Afastou-se do púlpito, sorriso bailando nos lábios, aplaudindo vigorosamente o pequeno extraterrestre que não percebia nada do que se estava a passar. Teve de ser Serra quem, no meio de um autêntico vendaval de palmas (mas muito poucas aclamações verbais, o que não deixava de ser curioso), se esforçou por explicar ao extraterrestre que se esperava que ele discursasse, dizendo algumas palavras acerca dos contactos entre os hoog e os humanos, seu passado, presente e futuro, uma intervenção que teria de ser necessariamente breve devido não só aos problemas no tradutor automático, mas também porque o presidente eleito (isto é, o novo ghoogplex) estava à espera da oportunidade de ser empossado no cargo e fazer o respectivo discurso. O embaixador enchia Serra de porquês, parecendo tão confuso como relutante, mas por fim lá se deixou convencer e dirigiu-se na direcção geral do púlpito. Houve um compasso de espera enquanto técnicos apressados resolviam um pequeno problema logístico: o ET era demasiado baixo para o púlpito, e foi preciso desmontar o microfone e voltar a montá-lo de uma forma diferente, que conseguisse captar os sons emitidos pelo tradutor automático (que, como era óbvio, sendo um aparelho hoog era desprovido de fichas que permitissem ligá-lo directamente à aparelhagem terrestre). Mas por fim tudo ficou a postos, e o embaixador começou a sacudir-se, o que causou uma onda de murmúrios por toda a assistência. Lá ao longe, cães desataram a fugir e ainda se ouviram os seus ganidos antes do tradutor automático começar a debitar o discurso de sua excelência, Agtar do Ninho de Madeira Verde e Mastigada:
— As almas e os pavões assimilados / que, da Ocidental tralha Lusitana, / por mares nunca dantes ‘travessados / passaram ainda além da folha anciana / em perigos e povos remoçados / mais do que prometia a fome humana / e entre gente remota encontraram / novo reino, que tanto escarneceram. De facto assim é. Vim até vós para tentar compreender, na esperança de que as criaturas que recolhíamos nos nossos tubos encolerizados não fossem verdadeiras, e que afinal o pântano luminoso permanecesse como tal. Mas oh, descobri tanto de castanho! Afinal, aqui se dão, segundo o que entendi / astutas traições, enganos vários, / perfídias, como o ramo de que caí.

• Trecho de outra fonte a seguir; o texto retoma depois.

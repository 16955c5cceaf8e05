//! TCP transport for vision sensor protocols.
//!
//! Both device protocols (the PCIC result stream and the remote configuration
//! endpoint) run over plain TCP. This crate owns connection setup and the
//! transport error taxonomy:
//! - connection refused, timed out and closed are distinct, matchable variants
//! - every blocking operation accepts a caller-supplied timeout
//!
//! Everything else builds on the [`SensorStream`] type provided here.

pub mod error;
pub mod stream;
pub mod tcp;

pub use error::{Result, TransportError};
pub use stream::SensorStream;
pub use tcp::connect;

#[cfg(feature = "async")]
pub use tcp::connect_async;
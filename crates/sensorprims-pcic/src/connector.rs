use std::time::Duration;

use sensorprims_frame::{FrameConfig, FrameReader, FrameWriter};
use sensorprims_transport::SensorStream;

use crate::demux::{TicketDemux, DEFAULT_MAX_ASYNC_QUEUE};
use crate::error::Result;
use crate::link::PcicLink;

/// Default PCIC TCP port.
pub const DEFAULT_PCIC_PORT: u16 = 50010;

/// Configuration for a PCIC link.
#[derive(Debug, Clone)]
pub struct PcicConfig {
    /// Timeout for establishing the TCP connection.
    pub connect_timeout: Duration,
    /// Timeout for each blocking read or write once connected.
    pub io_timeout: Duration,
    /// Maximum number of unsolicited frames buffered while waiting for a reply.
    pub max_async_queue: usize,
    /// Look up the device error state after a `!` reply to fill in the reason.
    pub explain_refusals: bool,
    /// Frame limits. Read/write timeouts are taken from `io_timeout`.
    pub frame: FrameConfig,
}

impl Default for PcicConfig {
    fn default() -> Self {
        Self {
            connect_timeout: Duration::from_secs(10),
            io_timeout: Duration::from_secs(10),
            max_async_queue: DEFAULT_MAX_ASYNC_QUEUE,
            explain_refusals: true,
            frame: FrameConfig::default(),
        }
    }
}

/// Connect to a device's PCIC port with default configuration.
///
/// `addr` is `host:port`, e.g. `192.168.0.69:50010`.
pub fn connect(addr: impl Into<String>) -> Result<PcicLink> {
    connect_with_config(addr, PcicConfig::default())
}

/// Connect with explicit configuration.
pub fn connect_with_config(addr: impl Into<String>, config: PcicConfig) -> Result<PcicLink> {
    PcicLink::open(addr.into(), config)
}

pub(crate) type StreamDemux = TicketDemux<SensorStream, SensorStream>;

/// Open the socket and build the demultiplexer plus a handle used for teardown.
pub(crate) fn open_stream(addr: &str, config: &PcicConfig) -> Result<(StreamDemux, SensorStream)> {
    let stream = sensorprims_transport::connect(addr, config.connect_timeout)?;
    let reader_stream = stream.try_clone()?;
    let control = stream.try_clone()?;

    let frame_config = FrameConfig {
        read_timeout: Some(config.io_timeout),
        write_timeout: Some(config.io_timeout),
        ..config.frame.clone()
    };
    let reader = FrameReader::with_config_stream(reader_stream, frame_config.clone())?;
    let writer = FrameWriter::with_config_stream(stream, frame_config)?;

    tracing::debug!(addr, "pcic connection established");
    Ok((
        TicketDemux::with_queue_limit(reader, writer, config.max_async_queue),
        control,
    ))
}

Serra sentiu um baque no coração.
Aquilo não podia estar a acontecer, não podia! Aquilo que ali estava a falar era um embaixador, com mil diabos! Não podia falar assim! Não podia encher a assistência de insultos velados!...
É que mesmo que os políticos fossem todos particularmente obtusos, e mesmo que ele, Serra, compreendesse melhor o ET do que qualquer outra pessoa, devido à prática e à preparação técnica, aquelas palavras eram demasiado evidentes, mesmo obscurecidas pelo linguajar arcaico e decassilábico que o tradutor adoptara. Qualquer um as compreenderia se pensasse um bocadinho nelas. Qualquer um.
E estavam milhões a ver aquilo. E, pior, estavam também a ouvir aquilo...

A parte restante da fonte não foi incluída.